La bannière de pirate est, selon des experts, un moyen pour les habitants d’exprimer leur ressentiment à l’égard de la politique menée par le gouvernement. «Cela permet aux gens de canaliser leur frustration sans l’exprimer clairement», affirme Dedi Dinarto, analyste de l’Indonésie chez Global Counsel, un cabinet de conseil, et c’est une façon symbolique de dire que, selon eux, «des parties du pays ont été « piratées »».

Andri Saputra, un vendeur, a hissé pendant une semaine la bannière pirate sous un drapeau indonésien sur sa maison, affirmant avoir la possibilité de décider des symboles qu’il souhaite afficher. «Je veux être libre d’exprimer mon opinion», a déclaré cet homme de 38 ans de la régence de Boyolali, à Java. Les réseaux sociaux et internet servent en général d’exutoire pour les Indonésiens en colère contre l’exécutif, qu’ils accusent de corruption et de népotisme. «Ils veulent juste que l’Indonésie s’améliore, mais… ils ne peuvent l’exprimer qu’à travers le drapeau de One Piece», souligne Ismail Fahmi, fondateur de l’observatoire des réseaux sociaux en Indonésie Drone Emprit.
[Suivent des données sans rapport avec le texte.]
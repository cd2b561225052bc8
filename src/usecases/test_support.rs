//! In-memory port fakes shared by the use case tests.

use crate::domain::{
    ClassSubjectRef, DomainError, EncodedFrame, Mode, RecognitionResult, SessionId, StudentId,
};
use crate::ports::{AttendanceApi, Clock, FrameSource, OpenSessionInfo};
use base64::Engine;
use base64::engine::general_purpose::STANDARD;
use std::collections::VecDeque;
use std::sync::atomic::{AtomicBool, AtomicUsize, Ordering};
use std::sync::{Arc, Mutex};
use std::time::Duration;
use tokio::sync::{Notify, Semaphore};

type RecognizeCall = (SessionId, Vec<EncodedFrame>, Mode);
type CreateCall = (ClassSubjectRef, String, bool);
type ManualCall = (SessionId, StudentId, Mode);

/// Attendance API fake. Remembers created sessions like the backend does.
#[derive(Default)]
pub struct FakeApi {
    next_session_id: u64,
    open_session: Mutex<Option<OpenSessionInfo>>,
    lookup_error: Mutex<Option<String>>,
    create_error: Mutex<Option<String>>,
    manual_error: Mutex<Option<String>>,
    recognitions: Mutex<VecDeque<Result<RecognitionResult, DomainError>>>,
    manual_gate: Mutex<Option<Arc<Semaphore>>>,
    lookups: AtomicUsize,
    creates: Mutex<Vec<CreateCall>>,
    recognize_calls: Mutex<Vec<RecognizeCall>>,
    manual_calls: Mutex<Vec<ManualCall>>,
}

impl FakeApi {
    pub fn with_next_session_id(id: u64) -> Self {
        Self {
            next_session_id: id,
            ..Self::default()
        }
    }

    pub fn set_open_session(&self, info: Option<OpenSessionInfo>) {
        *self.open_session.lock().unwrap() = info;
    }

    pub fn fail_lookup(&self, message: &str) {
        *self.lookup_error.lock().unwrap() = Some(message.to_string());
    }

    pub fn fail_create(&self, message: &str) {
        *self.create_error.lock().unwrap() = Some(message.to_string());
    }

    pub fn clear_create_failure(&self) {
        *self.create_error.lock().unwrap() = None;
    }

    pub fn fail_manual(&self, message: &str) {
        *self.manual_error.lock().unwrap() = Some(message.to_string());
    }

    /// Queue the response for the next recognize call. Empty result when the queue runs dry.
    pub fn push_recognition(&self, response: Result<RecognitionResult, DomainError>) {
        self.recognitions.lock().unwrap().push_back(response);
    }

    /// Manual marks block until a permit is added to the returned semaphore.
    pub fn hold_manual_marks(&self) -> Arc<Semaphore> {
        let gate = Arc::new(Semaphore::new(0));
        *self.manual_gate.lock().unwrap() = Some(Arc::clone(&gate));
        gate
    }

    pub fn lookup_count(&self) -> usize {
        self.lookups.load(Ordering::SeqCst)
    }

    pub fn creates(&self) -> Vec<CreateCall> {
        self.creates.lock().unwrap().clone()
    }

    pub fn recognize_calls(&self) -> Vec<RecognizeCall> {
        self.recognize_calls.lock().unwrap().clone()
    }

    pub fn manual_calls(&self) -> Vec<ManualCall> {
        self.manual_calls.lock().unwrap().clone()
    }
}

#[async_trait::async_trait]
impl AttendanceApi for FakeApi {
    async fn find_open_session(
        &self,
        _class_subject: ClassSubjectRef,
    ) -> Result<Option<OpenSessionInfo>, DomainError> {
        self.lookups.fetch_add(1, Ordering::SeqCst);
        if let Some(message) = self.lookup_error.lock().unwrap().clone() {
            return Err(DomainError::SessionLookup(message));
        }
        Ok(self.open_session.lock().unwrap().clone())
    }

    async fn create_session(
        &self,
        class_subject: ClassSubjectRef,
        title: &str,
        manual_allowed: bool,
    ) -> Result<SessionId, DomainError> {
        if let Some(message) = self.create_error.lock().unwrap().clone() {
            return Err(DomainError::SessionCreate(message));
        }
        self.creates
            .lock()
            .unwrap()
            .push((class_subject, title.to_string(), manual_allowed));
        let id = SessionId(self.next_session_id);
        self.set_open_session(Some(OpenSessionInfo {
            id,
            title: Some(title.to_string()),
            manual_allowed: Some(manual_allowed),
        }));
        Ok(id)
    }

    async fn recognize(
        &self,
        session_id: SessionId,
        frames: &[EncodedFrame],
        mode: Mode,
    ) -> Result<RecognitionResult, DomainError> {
        self.recognize_calls
            .lock()
            .unwrap()
            .push((session_id, frames.to_vec(), mode));
        self.recognitions
            .lock()
            .unwrap()
            .pop_front()
            .unwrap_or_else(|| Ok(RecognitionResult::default()))
    }

    async fn mark_manual(
        &self,
        session_id: SessionId,
        student_id: StudentId,
        mode: Mode,
    ) -> Result<String, DomainError> {
        self.manual_calls
            .lock()
            .unwrap()
            .push((session_id, student_id, mode));
        let gate = self.manual_gate.lock().unwrap().clone();
        if let Some(gate) = gate {
            gate.acquire().await.unwrap().forget();
        }
        if let Some(message) = self.manual_error.lock().unwrap().clone() {
            return Err(DomainError::ManualMark(message));
        }
        Ok(format!("Manual {} marked for student {}", mode, student_id))
    }
}

/// Frame source yielding `data:` URLs of "frame1", "frame2", ...
pub struct ScriptedFrames {
    grabbed: AtomicUsize,
    fail_at: Mutex<Option<usize>>,
    blank: bool,
}

impl ScriptedFrames {
    pub fn endless() -> Self {
        Self {
            grabbed: AtomicUsize::new(0),
            fail_at: Mutex::new(None),
            blank: false,
        }
    }

    /// The `n`th grab (1-based) fails with a camera error.
    pub fn failing_at(n: usize) -> Self {
        let frames = Self::endless();
        *frames.fail_at.lock().unwrap() = Some(n);
        frames
    }

    /// Every grab returns an empty payload, like a camera that is not ready.
    pub fn blank() -> Self {
        Self {
            blank: true,
            ..Self::endless()
        }
    }

    pub fn heal(&self) {
        *self.fail_at.lock().unwrap() = None;
    }

    pub fn grabbed(&self) -> usize {
        self.grabbed.load(Ordering::SeqCst)
    }
}

#[async_trait::async_trait]
impl FrameSource for ScriptedFrames {
    async fn grab_frame(&self) -> Result<String, DomainError> {
        let n = self.grabbed.fetch_add(1, Ordering::SeqCst) + 1;
        if *self.fail_at.lock().unwrap() == Some(n) {
            return Err(DomainError::Camera("device disconnected".to_string()));
        }
        if self.blank {
            return Ok(String::new());
        }
        Ok(format!(
            "data:image/jpeg;base64,{}",
            STANDARD.encode(format!("frame{}", n))
        ))
    }
}

/// Returns immediately and records each requested delay.
#[derive(Default)]
pub struct RecordingClock {
    sleeps: Mutex<Vec<Duration>>,
}

impl RecordingClock {
    pub fn sleeps(&self) -> Vec<Duration> {
        self.sleeps.lock().unwrap().clone()
    }
}

#[async_trait::async_trait]
impl Clock for RecordingClock {
    async fn sleep(&self, duration: Duration) {
        self.sleeps.lock().unwrap().push(duration);
    }
}

/// Holds every sleep until `release_all`. Signals `entered` on each sleep.
pub struct GatedClock {
    pub entered: Notify,
    release: Semaphore,
    released: AtomicBool,
}

impl Default for GatedClock {
    fn default() -> Self {
        Self {
            entered: Notify::new(),
            release: Semaphore::new(0),
            released: AtomicBool::new(false),
        }
    }
}

impl GatedClock {
    pub fn release_all(&self) {
        self.released.store(true, Ordering::SeqCst);
        self.release.add_permits(1);
    }
}

#[async_trait::async_trait]
impl Clock for GatedClock {
    async fn sleep(&self, _duration: Duration) {
        self.entered.notify_one();
        if self.released.load(Ordering::SeqCst) {
            return;
        }
        // Hand the permit back so later sleeps pass too.
        let _permit = self.release.acquire().await;
    }
}
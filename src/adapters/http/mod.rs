//! Attendance REST API adapter. Implements AttendanceApi and CredentialProvider over reqwest.

pub mod client;
pub mod credentials;
pub mod dto;

pub use client::HttpAttendanceApi;
pub use credentials::{CsrfEndpointCredentials, StaticCredentials};

#[cfg(test)]
pub(crate) mod stub;
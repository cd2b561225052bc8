//! Camera adapters. Implement FrameSource.

pub mod directory;

pub use directory::DirectoryFrameSource;
//! Frame source backed by a directory of still images.
//!
//! Stands in for a webcam: each grab returns the next image (sorted by name,
//! wrapping around) as a `data:image/<fmt>;base64,` URL, the same shape a
//! browser screenshot produces. The directory is rescanned on every grab so
//! frames dropped in while the client runs are picked up.

use crate::domain::DomainError;
use crate::ports::FrameSource;
use base64::Engine;
use base64::engine::general_purpose::STANDARD;
use std::path::{Path, PathBuf};
use std::sync::atomic::{AtomicUsize, Ordering};
use tokio::fs;
use tracing::debug;

pub struct DirectoryFrameSource {
    dir: PathBuf,
    cursor: AtomicUsize,
}

impl DirectoryFrameSource {
    pub fn new(dir: impl AsRef<Path>) -> Self {
        Self {
            dir: dir.as_ref().to_path_buf(),
            cursor: AtomicUsize::new(0),
        }
    }

    async fn list_images(&self) -> Result<Vec<PathBuf>, DomainError> {
        let mut entries = fs::read_dir(&self.dir).await.map_err(|e| {
            DomainError::Camera(format!("frame directory {}: {}", self.dir.display(), e))
        })?;

        let mut images = Vec::new();
        while let Some(entry) = entries
            .next_entry()
            .await
            .map_err(|e| DomainError::Camera(format!("read frame directory: {}", e)))?
        {
            let path = entry.path();
            if mime_for(&path).is_some() {
                images.push(path);
            }
        }
        images.sort();
        Ok(images)
    }
}

/// Image MIME type by extension; None for files that are not frames.
fn mime_for(path: &Path) -> Option<&'static str> {
    let ext = path.extension()?.to_str()?.to_ascii_lowercase();
    match ext.as_str() {
        "jpg" | "jpeg" => Some("image/jpeg"),
        "png" => Some("image/png"),
        "webp" => Some("image/webp"),
        _ => None,
    }
}

#[async_trait::async_trait]
impl FrameSource for DirectoryFrameSource {
    async fn grab_frame(&self) -> Result<String, DomainError> {
        let images = self.list_images().await?;
        if images.is_empty() {
            return Err(DomainError::Camera(format!(
                "no frames available in {}",
                self.dir.display()
            )));
        }

        let idx = self.cursor.fetch_add(1, Ordering::Relaxed) % images.len();
        let path = &images[idx];
        let bytes = fs::read(path)
            .await
            .map_err(|e| DomainError::Camera(format!("read {}: {}", path.display(), e)))?;
        let mime = mime_for(path).unwrap_or("image/jpeg");
        debug!(path = %path.display(), bytes = bytes.len(), "frame grabbed");

        Ok(format!("data:{};base64,{}", mime, STANDARD.encode(&bytes)))
    }
}
//! Credential providers: anti-forgery token and session cookie for API requests.
//!
//! - `StaticCredentials`: token/cookie taken from configuration
//! - `CsrfEndpointCredentials`: fetches the token from `/api/csrf/` once and caches it

use crate::adapters::http::dto::CsrfResponse;
use crate::domain::DomainError;
use crate::ports::{CredentialProvider, Credentials};
use reqwest::Client;
use reqwest::header::SET_COOKIE;
use std::time::Duration;
use tokio::sync::RwLock;
use tracing::{debug, info};

const CSRF_PATH: &str = "/api/csrf/";
const CSRF_COOKIE: &str = "csrftoken";
const SESSION_COOKIE: &str = "sessionid";

/// Build the `Cookie` header from the CSRF cookie and the login session cookie.
///
/// `session` may be the bare `sessionid` value or a full `name=value; ...` cookie string.
fn cookie_header(csrf: Option<&str>, session: Option<&str>) -> Option<String> {
    let mut parts = Vec::new();
    if let Some(token) = csrf {
        parts.push(format!("{}={}", CSRF_COOKIE, token));
    }
    if let Some(session) = session.map(str::trim).filter(|s| !s.is_empty()) {
        if session.contains('=') {
            parts.push(session.to_string());
        } else {
            parts.push(format!("{}={}", SESSION_COOKIE, session));
        }
    }
    if parts.is_empty() {
        None
    } else {
        Some(parts.join("; "))
    }
}

/// Value of cookie `name` in one `Set-Cookie` header, if that header sets it.
fn set_cookie_value<'a>(header: &'a str, name: &str) -> Option<&'a str> {
    let pair = header.split(';').next()?.trim();
    let (key, value) = pair.split_once('=')?;
    (key.trim() == name).then_some(value.trim())
}

pub struct StaticCredentials {
    csrf_token: Option<String>,
    session_cookie: Option<String>,
}

impl StaticCredentials {
    pub fn new(csrf_token: Option<String>, session_cookie: Option<String>) -> Self {
        Self {
            csrf_token,
            session_cookie,
        }
    }
}

#[async_trait::async_trait]
impl CredentialProvider for StaticCredentials {
    async fn credentials(&self) -> Result<Credentials, DomainError> {
        Ok(Credentials {
            csrf_token: self.csrf_token.clone(),
            cookie: cookie_header(self.csrf_token.as_deref(), self.session_cookie.as_deref()),
        })
    }
}

/// Token pair from the csrf endpoint: header value and cookie value.
#[derive(Debug, Clone)]
struct CsrfPair {
    header: String,
    cookie: String,
}

pub struct CsrfEndpointCredentials {
    client: Client,
    base_url: String,
    session_cookie: Option<String>,
    cached: RwLock<Option<CsrfPair>>,
}

impl CsrfEndpointCredentials {
    /// `timeout` bounds the token fetch like any other API request.
    pub fn new(
        base_url: impl Into<String>,
        session_cookie: Option<String>,
        timeout: Duration,
    ) -> Result<Self, DomainError> {
        let client = Client::builder()
            .timeout(timeout)
            .build()
            .map_err(|e| DomainError::Credentials(format!("HTTP client init failed: {}", e)))?;
        Ok(Self {
            client,
            base_url: base_url.into().trim_end_matches('/').to_string(),
            session_cookie,
            cached: RwLock::new(None),
        })
    }

    async fn fetch(&self) -> Result<CsrfPair, DomainError> {
        let mut req = self.client.get(format!("{}{}", self.base_url, CSRF_PATH));
        if let Some(cookie) = cookie_header(None, self.session_cookie.as_deref()) {
            req = req.header(reqwest::header::COOKIE, cookie);
        }
        let response = req
            .send()
            .await
            .map_err(|e| DomainError::Credentials(format!("CSRF request failed: {}", e)))?;

        if !response.status().is_success() {
            return Err(DomainError::Credentials(format!(
                "CSRF endpoint returned {}",
                response.status()
            )));
        }

        // The cookie carries the secret the header token is checked against.
        let cookie = response
            .headers()
            .get_all(SET_COOKIE)
            .iter()
            .filter_map(|v| v.to_str().ok())
            .find_map(|h| set_cookie_value(h, CSRF_COOKIE))
            .map(str::to_string);

        let body: CsrfResponse = response
            .json()
            .await
            .map_err(|e| DomainError::Credentials(format!("Failed to parse CSRF response: {}", e)))?;

        debug!(from_cookie = cookie.is_some(), "CSRF token fetched");
        Ok(CsrfPair {
            cookie: cookie.unwrap_or_else(|| body.csrf_token.clone()),
            header: body.csrf_token,
        })
    }
}

#[async_trait::async_trait]
impl CredentialProvider for CsrfEndpointCredentials {
    async fn credentials(&self) -> Result<Credentials, DomainError> {
        let cached = self.cached.read().await.clone();
        let pair = match cached {
            Some(pair) => pair,
            None => {
                let pair = self.fetch().await?;
                info!("CSRF token obtained from {}", CSRF_PATH);
                *self.cached.write().await = Some(pair.clone());
                pair
            }
        };
        Ok(Credentials {
            cookie: cookie_header(Some(&pair.cookie), self.session_cookie.as_deref()),
            csrf_token: Some(pair.header),
        })
    }

    async fn invalidate(&self) {
        if self.cached.write().await.take().is_some() {
            info!("CSRF token discarded; next request refetches it");
        }
    }
}
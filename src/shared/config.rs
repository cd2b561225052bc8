//! Application configuration. Backend URL, class/subject, capture tuning, credentials.

use crate::domain::ClassSubjectRef;
use crate::usecases::capture_loop::{DEFAULT_BURST_FRAMES, DEFAULT_FRAME_INTERVAL};
use crate::usecases::BurstSettings;
use serde::Deserialize;
use std::time::Duration;

pub const DEFAULT_API_BASE_URL: &str = "http://localhost:8000";
pub const DEFAULT_SESSION_TITLE: &str = "Attendance";
pub const DEFAULT_REQUEST_TIMEOUT_SECS: u64 = 30;
pub const DEFAULT_FRAMES_DIR: &str = "./frames";

#[derive(Debug, Deserialize, Default)]
pub struct AppConfig {
    /// Attendance backend root. Read from HAJIRI_API_BASE_URL.
    #[serde(default)]
    pub api_base_url: Option<String>,

    /// Class/subject assignment this client takes attendance for. Read from HAJIRI_CLASS_SUBJECT_ID.
    #[serde(default)]
    pub class_subject_id: Option<u64>,

    /// Title used when a new session is created. Read from HAJIRI_SESSION_TITLE.
    #[serde(default)]
    pub session_title: Option<String>,

    /// JSON roster file for manual marking. Read from HAJIRI_ROSTER_PATH.
    #[serde(default)]
    pub roster_path: Option<String>,

    /// Directory the frame source reads images from. Read from HAJIRI_FRAMES_DIR.
    #[serde(default)]
    pub frames_dir: Option<String>,

    /// Frames per recognition burst (default 5). Read from HAJIRI_BURST_SIZE.
    #[serde(default)]
    pub burst_size: Option<usize>,

    /// Delay between frames of a burst in ms (default 500). Read from HAJIRI_FRAME_INTERVAL_MS.
    #[serde(default)]
    pub frame_interval_ms: Option<u64>,

    #[serde(default)]
    pub request_timeout_secs: Option<u64>,

    // ─────────────────────────────────────────────────────────────────────────
    // Credentials
    // ─────────────────────────────────────────────────────────────────────────
    /// Fixed anti-forgery token. When unset the token is fetched from the backend.
    #[serde(default)]
    pub csrf_token: Option<String>,

    /// Logged-in session cookie (bare `sessionid` value or full cookie string).
    #[serde(default)]
    pub session_cookie: Option<String>,
}

impl AppConfig {
    pub fn load() -> Result<Self, config::ConfigError> {
        dotenv::dotenv().ok();
        let mut c = config::Config::builder();
        c = c.add_source(config::Environment::with_prefix("HAJIRI").try_parsing(true));
        if let Ok(path) = std::env::var("HAJIRI_CONFIG") {
            c = c.add_source(config::File::with_name(&path));
        }
        c.build()?.try_deserialize()
    }

    /// Returns the class/subject reference, if configured.
    pub fn class_subject(&self) -> Option<ClassSubjectRef> {
        self.class_subject_id.map(ClassSubjectRef)
    }

    pub fn api_base_url_or_default(&self) -> String {
        self.api_base_url
            .clone()
            .filter(|s| !s.trim().is_empty())
            .unwrap_or_else(|| DEFAULT_API_BASE_URL.to_string())
    }

    pub fn session_title_or_default(&self) -> String {
        self.session_title
            .clone()
            .filter(|s| !s.trim().is_empty())
            .unwrap_or_else(|| DEFAULT_SESSION_TITLE.to_string())
    }

    pub fn frames_dir_or_default(&self) -> String {
        self.frames_dir
            .clone()
            .unwrap_or_else(|| DEFAULT_FRAMES_DIR.to_string())
    }

    /// Returns burst frame count and interval. Zero frames is raised to one.
    pub fn burst_or_default(&self) -> BurstSettings {
        BurstSettings::new(
            self.burst_size.unwrap_or(DEFAULT_BURST_FRAMES),
            self.frame_interval_ms
                .map(Duration::from_millis)
                .unwrap_or(DEFAULT_FRAME_INTERVAL),
        )
    }

    pub fn request_timeout_or_default(&self) -> Duration {
        Duration::from_secs(
            self.request_timeout_secs
                .unwrap_or(DEFAULT_REQUEST_TIMEOUT_SECS),
        )
    }
}
//! Inbound port. UI (adapter) calls into the application.

use crate::domain::DomainError;

/// Input port: interactive front-end driving the session coordinator.
#[async_trait::async_trait]
pub trait InputPort: Send + Sync {
    /// Run the operator loop until the operator quits.
    async fn run(&self) -> Result<(), DomainError>;
}
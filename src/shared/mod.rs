//! Cross-cutting concerns shared by wiring and adapters.

pub mod config;
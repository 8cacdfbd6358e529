//! Tests for boundary flags and cyclic progress arithmetic.

use super::*;

// =============================================================================
// Batch 1: Flags and stations
// =============================================================================

#[test]
fn test_corners_map_to_even_stations() {
  assert_eq!((BoundaryFlags::MIN_X | BoundaryFlags::MIN_Y).station(), Some(0));
  assert_eq!((BoundaryFlags::MIN_X | BoundaryFlags::MAX_Y).station(), Some(2));
  assert_eq!((BoundaryFlags::MAX_X | BoundaryFlags::MAX_Y).station(), Some(4));
  assert_eq!((BoundaryFlags::MAX_X | BoundaryFlags::MIN_Y).station(), Some(6));
}

#[test]
fn test_sides_map_to_odd_stations() {
  assert_eq!(BoundaryFlags::MIN_X.station(), Some(1));
  assert_eq!(BoundaryFlags::MAX_Y.station(), Some(3));
  assert_eq!(BoundaryFlags::MAX_X.station(), Some(5));
  assert_eq!(BoundaryFlags::MIN_Y.station(), Some(7));
}

#[test]
fn test_interior_and_invalid_combinations_have_no_station() {
  assert_eq!(BoundaryFlags::NONE.station(), None);
  assert_eq!((BoundaryFlags::MIN_X | BoundaryFlags::MAX_X).station(), None);
  assert_eq!((BoundaryFlags::MIN_Y | BoundaryFlags::MAX_Y).station(), None);
}

#[test]
fn test_corner_classification() {
  assert!((BoundaryFlags::MIN_X | BoundaryFlags::MIN_Y).is_corner());
  assert!(!BoundaryFlags::MIN_X.is_corner());
  assert!(!BoundaryFlags::NONE.is_corner());
}

#[test]
fn test_sanitized_clears_contradictory_axes() {
  let both_x = BoundaryFlags::MIN_X | BoundaryFlags::MAX_X | BoundaryFlags::MIN_Y;
  assert_eq!(both_x.sanitized(), BoundaryFlags::MIN_Y);
  let both_y = BoundaryFlags::MIN_Y | BoundaryFlags::MAX_Y;
  assert_eq!(both_y.sanitized(), BoundaryFlags::NONE);
}

// =============================================================================
// Batch 2: Progress between stations
// =============================================================================

#[test]
fn test_progress_same_side_is_zero() {
  assert_eq!(
    boundary_progress(BoundaryFlags::MIN_X, BoundaryFlags::MIN_X),
    Some(0)
  );
}

#[test]
fn test_progress_side_to_adjacent_corner() {
  // side minX sits between corners minXminY and minXmaxY
  assert_eq!(
    boundary_progress(BoundaryFlags::MIN_X, BoundaryFlags::MIN_X | BoundaryFlags::MAX_Y),
    Some(1)
  );
  assert_eq!(
    boundary_progress(BoundaryFlags::MIN_X, BoundaryFlags::MIN_X | BoundaryFlags::MIN_Y),
    Some(-1)
  );
}

#[test]
fn test_progress_corner_to_corner() {
  let c00 = BoundaryFlags::MIN_X | BoundaryFlags::MIN_Y;
  let c01 = BoundaryFlags::MIN_X | BoundaryFlags::MAX_Y;
  assert_eq!(boundary_progress(c00, c01), Some(2));
  assert_eq!(boundary_progress(c01, c00), Some(-2));
}

#[test]
fn test_progress_opposite_stations_ambiguous() {
  let c00 = BoundaryFlags::MIN_X | BoundaryFlags::MIN_Y;
  let c11 = BoundaryFlags::MAX_X | BoundaryFlags::MAX_Y;
  assert_eq!(boundary_progress(c00, c11), None);
  assert_eq!(boundary_progress(BoundaryFlags::MIN_X, BoundaryFlags::MAX_X), None);
}

#[test]
fn test_progress_requires_a_shared_side() {
  // endpoints on the boundary, but the edge between them crosses the
  // interior: no shared side, no progress
  let c10 = BoundaryFlags::MAX_X | BoundaryFlags::MIN_Y;
  assert_eq!(boundary_progress(BoundaryFlags::MIN_X, c10), None);
  assert_eq!(boundary_progress(BoundaryFlags::MIN_Y, BoundaryFlags::MAX_X), None);
}

#[test]
fn test_progress_off_boundary_is_none() {
  assert_eq!(boundary_progress(BoundaryFlags::NONE, BoundaryFlags::MIN_X), None);
}

// =============================================================================
// Batch 3: Closed walks
// =============================================================================

fn corner(max_x: bool, max_y: bool) -> BoundaryFlags {
  (if max_x { BoundaryFlags::MAX_X } else { BoundaryFlags::MIN_X })
    | (if max_y { BoundaryFlags::MAX_Y } else { BoundaryFlags::MIN_Y })
}

#[test]
fn test_counter_clockwise_lap_is_minus_one_lap() {
  // (min,min) -> (max,min) -> (max,max) -> (min,max): mathematically CCW
  let walk = [
    corner(false, false),
    corner(true, false),
    corner(true, true),
    corner(false, true),
  ];
  assert_eq!(closed_walk_progress(&walk), Some(-STATIONS_PER_LAP));
}

#[test]
fn test_clockwise_lap_is_plus_one_lap() {
  let walk = [
    corner(false, false),
    corner(false, true),
    corner(true, true),
    corner(true, false),
  ];
  assert_eq!(closed_walk_progress(&walk), Some(STATIONS_PER_LAP));
}

#[test]
fn test_walk_with_collinear_side_points_still_closes() {
  // two extra stops on the minX side do not break the lap
  let walk = [
    corner(false, false),
    corner(true, false),
    corner(true, true),
    corner(false, true),
    BoundaryFlags::MIN_X,
    BoundaryFlags::MIN_X,
  ];
  assert_eq!(closed_walk_progress(&walk), Some(-STATIONS_PER_LAP));
}

#[test]
fn test_direction_reversal_rejected() {
  let walk = [
    corner(false, false),
    corner(false, true),
    corner(false, false),
    corner(true, false),
    corner(true, true),
    corner(false, true),
  ];
  assert_eq!(closed_walk_progress(&walk), None);
}

#[test]
fn test_interior_point_rejects_walk() {
  let walk = [corner(false, false), BoundaryFlags::NONE, corner(true, false)];
  assert_eq!(closed_walk_progress(&walk), None);
}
La police de la province de Banten, voisine de la capitale, Jakarta, et de la province de Java-Ouest, la plus peuplée d’Indonésie, a menacé de prendre des mesures si le drapeau était hissé à côté des couleurs nationales. Le responsable d’une usine produisant des drapeaux One Piece a affirmé, sous couvert d’anonymat, avoir été perquisitionné mercredi soir par des policiers en civil afin d’interrompre la production des bannières. Des groupes de défense des droits ont qualifié cette réponse d’excessive et affirmé que la loi autorise les Indonésiens à brandir cette bannière. «Hisser le drapeau One Piece pour critiquer fait partie de la liberté d’expression et c’est garanti par la Constitution», selon Usman Hamid, le directeur exécutif d’Amnesty International.

Faisant fi des menaces, de jeunes Indonésiens continuent de le brandir dans les rues, à l’image de Khariq, qui a fait le tour de sa ville mercredi, le drapeau pirate à la main. «Si le gouvernement n’a pas peur de réprimer son propre peuple, nous ne devrions pas avoir peur de lutter contre de mauvaises politiques.»